▶ [Task to complete]:
Gather every line below where "started" appears.

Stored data
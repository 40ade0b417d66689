//! Module for core business logic services.
//!
//! This module encapsulates services that perform specific business operations
//! and orchestrate interactions between the repositories, such as user
//! credential management, inventory writes guarded by freshness
//! preconditions, and pruning of the token revocation ledger.

use crate::errors::{ServiceError, ServiceResult};
use chrono::{DateTime, Utc};
use validator::Validate;

pub mod blacklist_cleanup;
pub mod category_service;
pub mod item_service;
pub mod unit_service;
pub mod user_service;

/// Number of compare-and-swap attempts for writes without a precondition.
const MAX_WRITE_ATTEMPTS: usize = 3;

/// Freshness precondition taken from an `If-Unmodified-Since` header.
#[derive(Debug, Clone, Copy, PartialEq, Eq)]
pub struct UnmodifiedSince {
    pub timestamp: DateTime<Utc>,
    /// HTTP-dates only carry whole seconds.
    pub whole_seconds: bool,
}

impl UnmodifiedSince {
    pub fn exact(timestamp: DateTime<Utc>) -> Self {
        Self {
            timestamp,
            whole_seconds: false,
        }
    }

    /// `true` when the entity changed after the client's last known version.
    pub fn is_violated_by(&self, current: DateTime<Utc>) -> bool {
        if self.whole_seconds {
            current.timestamp() > self.timestamp.timestamp()
        } else {
            current > self.timestamp
        }
    }
}

/// Runs `validator` on an input DTO and flattens the field messages.
pub fn validate_input<T: Validate>(input: &T) -> ServiceResult<()> {
    if let Err(validation_errors) = input.validate() {
        let mut error_messages: Vec<String> = validation_errors
            .field_errors()
            .into_iter()
            .flat_map(|(field, errors)| {
                errors.iter().map(move |error| {
                    format!(
                        "{}: {}",
                        field,
                        error.message.as_ref().unwrap_or(&"Invalid value".into())
                    )
                })
            })
            .collect();
        error_messages.sort();

        return Err(ServiceError::validation(error_messages.join(", ")));
    }
    Ok(())
}

/// Rejects the write with `PreconditionFailed` if the entity is newer than
/// the client's fencing timestamp.
pub fn check_unmodified_since(
    entity: &str,
    id: i64,
    current: DateTime<Utc>,
    precondition: Option<UnmodifiedSince>,
) -> ServiceResult<()> {
    match precondition {
        Some(since) if since.is_violated_by(current) => {
            tracing::info!(entity, id, "Rejected stale write");
            Err(ServiceError::precondition_failed(entity, id))
        }
        _ => Ok(()),
    }
}

#[cfg(test)]
mod tests {
    use super::*;
    use chrono::Duration;

    #[test]
    fn test_precondition_exact() {
        let now = Utc::now();
        let since = UnmodifiedSince::exact(now);

        assert!(!since.is_violated_by(now));
        assert!(!since.is_violated_by(now - Duration::seconds(1)));
        assert!(since.is_violated_by(now + Duration::milliseconds(1)));
    }

    #[test]
    fn test_precondition_whole_seconds() {
        let base = DateTime::from_timestamp(1_700_000_000, 0).unwrap();
        let since = UnmodifiedSince {
            timestamp: base,
            whole_seconds: true,
        };

        assert!(!since.is_violated_by(base + Duration::milliseconds(900)));
        assert!(since.is_violated_by(base + Duration::seconds(1)));
    }

    #[test]
    fn test_check_unmodified_since() {
        let now = Utc::now();
        assert!(check_unmodified_since("Item", 1, now, None).is_ok());
        assert!(matches!(
            check_unmodified_since(
                "Item",
                1,
                now,
                Some(UnmodifiedSince::exact(now - Duration::hours(1)))
            ),
            Err(ServiceError::PreconditionFailed { .. })
        ));
    }
}
//! Defines the HTTP routes specifically for authentication.
//!
//! These routes handle login, logout, registration and the current user's
//! session and credentials. They are nested under `/api/auth`.

use crate::auth::handlers::*;
use crate::auth::middleware::*;
use axum::{
    Router, middleware,
    routing::{get, patch, post},
};

/// Creates the authentication router with all auth-related routes
pub fn auth_router() -> Router {
    let protected = Router::new()
        .route("/me", get(me).delete(delete_account))
        .route("/me/password", patch(change_password))
        .route("/me/username", patch(change_username))
        .route_layer(middleware::from_fn(session_auth));

    Router::new()
        .route(
            "/token",
            post(login).route_layer(middleware::from_fn(login_rate_limit)),
        )
        .route("/register", post(register))
        .route("/logout", post(logout))
        .merge(protected)
}
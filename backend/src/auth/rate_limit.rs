//! Fixed-window rate limiting for the login endpoint.
//!
//! Counters are kept per client address and per attempted username, each
//! resetting at the end of its window. The client address is the peer
//! address unless the deployment sits behind a proxy it trusts to set
//! `X-Forwarded-For`.

use axum::{extract::ConnectInfo, http::HeaderMap};
use parking_lot::Mutex;
use std::{
    collections::HashMap,
    net::SocketAddr,
    time::{Duration, Instant},
};
use tracing::warn;

/// Upper bound on tracked keys; the stalest window is evicted beyond it.
const MAX_TRACKED_KEYS: usize = 4096;

#[derive(Debug)]
struct Window {
    started: Instant,
    count: u32,
}

pub struct RateLimiter {
    limit: u32,
    window: Duration,
    enabled: bool,
    windows: Mutex<HashMap<String, Window>>,
}

impl RateLimiter {
    pub fn new(limit: u32, window: Duration, enabled: bool) -> Self {
        Self {
            limit,
            window,
            enabled,
            windows: Mutex::new(HashMap::new()),
        }
    }

    pub fn is_enabled(&self) -> bool {
        self.enabled
    }

    /// Counts one attempt for `key`.
    ///
    /// Returns `Err(retry_after_secs)` once the window's budget is spent.
    pub fn check(&self, key: &str) -> Result<(), u64> {
        self.check_at(key, Instant::now())
    }

    fn check_at(&self, key: &str, now: Instant) -> Result<(), u64> {
        self.check_bounded(key, now, MAX_TRACKED_KEYS)
    }

    fn check_bounded(&self, key: &str, now: Instant, capacity: usize) -> Result<(), u64> {
        if !self.enabled {
            return Ok(());
        }

        let mut windows = self.windows.lock();

        if windows.len() >= capacity && !windows.contains_key(key) {
            let span = self.window;
            windows.retain(|_, w| now.duration_since(w.started) < span);

            if windows.len() >= capacity {
                let stalest = windows
                    .iter()
                    .min_by_key(|(_, w)| w.started)
                    .map(|(k, _)| k.clone());
                if let Some(stalest) = stalest {
                    windows.remove(&stalest);
                }
            }
        }

        let window = windows.entry(key.to_string()).or_insert(Window {
            started: now,
            count: 0,
        });
        if now.duration_since(window.started) >= self.window {
            window.started = now;
            window.count = 0;
        }

        if window.count >= self.limit {
            let remaining = self.window.saturating_sub(now.duration_since(window.started));
            let retry_after = remaining.as_secs() + u64::from(remaining.subsec_nanos() > 0);
            warn!(client = key, retry_after, "Login rate limit exceeded");
            return Err(retry_after.max(1));
        }

        window.count += 1;
        Ok(())
    }

    /// Counts one attempt against `username`, regardless of where it came from.
    pub fn check_username(&self, username: &str) -> Result<(), u64> {
        self.check(&username_key(username))
    }
}

fn username_key(username: &str) -> String {
    format!("user:{}", username.trim().to_lowercase())
}

/// Key identifying the caller for throttling purposes.
///
/// `X-Forwarded-For` is client-controlled, so it is only read when
/// `trust_forwarded` says a proxy in front of us rewrites it.
pub fn client_key(
    headers: &HeaderMap,
    peer: Option<&ConnectInfo<SocketAddr>>,
    trust_forwarded: bool,
) -> String {
    let forwarded = headers
        .get("x-forwarded-for")
        .filter(|_| trust_forwarded)
        .and_then(|value| value.to_str().ok())
        .and_then(|value| value.split(',').next())
        .map(str::trim)
        .filter(|hop| !hop.is_empty());

    match (forwarded, peer) {
        (Some(hop), _) => hop.to_string(),
        (None, Some(ConnectInfo(addr))) => addr.ip().to_string(),
        (None, None) => "unknown".to_string(),
    }
}

#[cfg(test)]
mod tests {
    use super::*;
    use axum::http::HeaderValue;

    #[test]
    fn test_fixed_window() {
        let limiter = RateLimiter::new(2, Duration::from_secs(60), true);
        let start = Instant::now();

        assert!(limiter.check_at("1.2.3.4", start).is_ok());
        assert!(limiter.check_at("1.2.3.4", start).is_ok());

        let retry = limiter
            .check_at("1.2.3.4", start + Duration::from_secs(10))
            .unwrap_err();
        assert_eq!(retry, 50);

        // other clients are unaffected
        assert!(limiter.check_at("5.6.7.8", start).is_ok());

        // a new window starts fresh
        assert!(
            limiter
                .check_at("1.2.3.4", start + Duration::from_secs(61))
                .is_ok()
        );
    }

    #[test]
    fn test_disabled_limiter_never_throttles() {
        let limiter = RateLimiter::new(0, Duration::from_secs(60), false);
        for _ in 0..100 {
            assert!(limiter.check("1.2.3.4").is_ok());
        }
    }

    #[test]
    fn test_client_key() {
        let mut headers = HeaderMap::new();
        let peer = ConnectInfo("10.0.0.1:5555".parse::<SocketAddr>().unwrap());

        assert_eq!(client_key(&headers, Some(&peer), false), "10.0.0.1");
        assert_eq!(client_key(&headers, None, false), "unknown");

        headers.insert(
            "x-forwarded-for",
            HeaderValue::from_static("203.0.113.7, 10.0.0.1"),
        );
        assert_eq!(client_key(&headers, Some(&peer), true), "203.0.113.7");
    }

    #[test]
    fn test_forwarded_header_ignored_unless_trusted() {
        let limiter = RateLimiter::new(2, Duration::from_secs(60), true);
        let peer = ConnectInfo("198.51.100.4:4000".parse::<SocketAddr>().unwrap());

        // Rotating the header does not buy a fresh budget.
        let mut throttled = 0;
        for hop in 0..5 {
            let mut headers = HeaderMap::new();
            let spoofed = format!("203.0.113.{}", hop);
            headers.insert("x-forwarded-for", HeaderValue::from_str(&spoofed).unwrap());

            let key = client_key(&headers, Some(&peer), false);
            assert_eq!(key, "198.51.100.4");
            if limiter.check(&key).is_err() {
                throttled += 1;
            }
        }
        assert_eq!(throttled, 3);
    }

    #[test]
    fn test_username_budget_spans_addresses() {
        let limiter = RateLimiter::new(2, Duration::from_secs(60), true);

        assert!(limiter.check_username("alice").is_ok());
        assert!(limiter.check_username(" Alice").is_ok());
        assert!(limiter.check_username("ALICE").is_err());
        assert!(limiter.check_username("bob").is_ok());
    }

    #[test]
    fn test_tracked_keys_are_bounded() {
        let limiter = RateLimiter::new(1, Duration::from_secs(60), true);
        let start = Instant::now();

        for n in 0..10u64 {
            let at = start + Duration::from_millis(n);
            assert!(limiter.check_bounded(&format!("10.0.0.{}", n), at, 4).is_ok());
            assert!(limiter.windows.lock().len() <= 4);
        }

        // The most recent client is still tracked.
        let at = start + Duration::from_millis(10);
        assert!(limiter.check_bounded("10.0.0.9", at, 4).is_err());
    }
}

▶ [Solution for this task]:
    started: Instant,
            windows.retain(|_, w| now.duration_since(w.started) < span);
                    .min_by_key(|(_, w)| w.started)
            started: now,
        if now.duration_since(window.started) >= self.window {
            window.started = now;
            let remaining = self.window.saturating_sub(now.duration_since(window.started));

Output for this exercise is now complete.